Che le organizzazioni sanitarie non facciano niente per trattenere il personale quando vuole licenziarsi, che non offra soluzioni per prevenire il burnout e che non promuova la salute dei suoi lavoratori, è un paradosso senza senso. Con il loro lavoro pericoloso e cruciale, gli operatori sanitari consentono alla società di funzionare. Perché allora i governi non si prendono la pena di investire su di loro?

Il problema della carenza di forza lavoro non si risolve certamente modificando al ribasso il Piano Nazionale di Ripresa e Resilienza, riducendo la portata dell'intervento. Non si risolve assegnando ancor meno denari alla salute e spendendone ancora meno. Su 15.6 miliardi destinati alla sanità, soltanto lo 0,7 % è stato già utilizzato.

Il PNRR era forse un progetto troppo ambizioso e con poca fattibilità o siamo di fronte ancora una volta ad una cattiva gestione degli affari statali? Il Governo sta pensando di tagliare ad esempio sulle Case e gli Ospedali di Comunità, che sono il cuore della riforma sanitaria territoriale, rendendosi conto che 1400 strutture non saranno mai pronte in tempo entro il 2026. Il progetto pare fermo alle gare di appalto. In ogni caso sarebbero rimaste vuote se non c'è la forza lavoro da destinarvi per renderle concrete ed operative.

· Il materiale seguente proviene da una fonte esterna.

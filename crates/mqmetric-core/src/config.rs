//! Monitor configuration.

use std::path::PathBuf;
use std::time::Duration;

use serde::{Deserialize, Serialize};

use crate::error::PatternError;
use crate::selector::{read_patterns, verify_queue_patterns};

/// What to monitor and how.
///
/// Deserializes from partial documents; missing fields keep their defaults.
#[derive(Debug, Clone, PartialEq, Eq, Serialize, Deserialize)]
#[serde(default)]
pub struct MonitorConfig {
    /// Queue pattern list, e.g. `APP*,!APP.TEMP*`.
    pub monitored_queues: String,
    /// File with one pattern per line, used when `monitored_queues` is empty.
    pub monitored_queues_file: Option<PathBuf>,
    /// Expand patterns through the command server. When false the list is
    /// taken as literal queue names.
    pub check_queue_list: bool,
    /// Replaces `$SYS/MQ` at the start of metadata topics.
    pub meta_prefix: Option<String>,
    /// Locale for translated element descriptions, e.g. `fr_FR`.
    pub locale: Option<String>,
    /// Inquire max depth and usage of monitored queues.
    pub use_status: bool,
    /// Seconds between queue rediscoveries; 0 disables rediscovery.
    pub rediscovery_interval_secs: u64,
}

impl Default for MonitorConfig {
    fn default() -> Self {
        Self {
            monitored_queues: String::new(),
            monitored_queues_file: None,
            check_queue_list: true,
            meta_prefix: None,
            locale: None,
            use_status: false,
            rediscovery_interval_secs: 0,
        }
    }
}

impl MonitorConfig {
    pub fn new() -> Self {
        Self::default()
    }

    pub fn with_monitored_queues(mut self, patterns: impl Into<String>) -> Self {
        self.monitored_queues = patterns.into();
        self
    }

    pub fn with_monitored_queues_file(mut self, path: impl Into<PathBuf>) -> Self {
        self.monitored_queues_file = Some(path.into());
        self
    }

    pub fn with_check_queue_list(mut self, check: bool) -> Self {
        self.check_queue_list = check;
        self
    }

    pub fn with_meta_prefix(mut self, prefix: impl Into<String>) -> Self {
        self.meta_prefix = Some(prefix.into());
        self
    }

    pub fn with_locale(mut self, locale: impl Into<String>) -> Self {
        self.locale = Some(locale.into());
        self
    }

    pub fn with_use_status(mut self, use_status: bool) -> Self {
        self.use_status = use_status;
        self
    }

    pub fn with_rediscovery_interval(mut self, interval: Duration) -> Self {
        self.rediscovery_interval_secs = interval.as_secs();
        self
    }

    /// Metadata prefix, ignoring an empty string.
    pub fn meta_prefix(&self) -> Option<&str> {
        self.meta_prefix.as_deref().filter(|p| !p.is_empty())
    }

    /// Locale, ignoring an empty string.
    pub fn locale(&self) -> Option<&str> {
        self.locale.as_deref().filter(|l| !l.is_empty())
    }

    pub fn rediscovery_interval(&self) -> Option<Duration> {
        (self.rediscovery_interval_secs > 0)
            .then(|| Duration::from_secs(self.rediscovery_interval_secs))
    }

    /// Returns the effective queue pattern list after checking its syntax.
    ///
    /// Reads the pattern file when no list was given inline.
    pub fn validate(&self) -> Result<String, PatternError> {
        let patterns = match &self.monitored_queues_file {
            Some(path) if self.monitored_queues.trim().is_empty() => read_patterns(path)?,
            _ => self.monitored_queues.clone(),
        };
        verify_queue_patterns(&patterns)?;
        Ok(patterns)
    }
}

Secondo l'espressione di Karl Marx, la forza lavoro indica le capacità fisiche e mentali utilizzate dai lavoratori all'interno del processo produttivo. Secondo questa concezione gli operatori sanitari non vendono direttamente il proprio lavoro, ma le loro capacità intellettive che mettono temporaneamente a disposizione del sistema.

Il valore della forza lavoro, intesa come l'insieme delle persone occupate e occupabili, è determinato dalla quantità di lavoro necessaria per la sua conservazione o riproduzione. Il suo utilizzo trova un limite soltanto nelle energie vitali e nella forza fisica del singolo lavoratore.

Secondo il pensiero economico, anche gli operatori sanitari – che, come tutti i lavoratori, hanno la facoltà del lavoro vivo - sono quindi una merce speciale ricercata dal sistema, senza la quale il prodotto salute non sarebbe realizzabile e commerciabile. Il sistema sanitario per riprendersi conta ancora sulla resilienza dei suoi operatori.

Il PNRR era sulla carta un'altra cosa. Chiedere un surplus agli occupati nel settore non è più lavoro.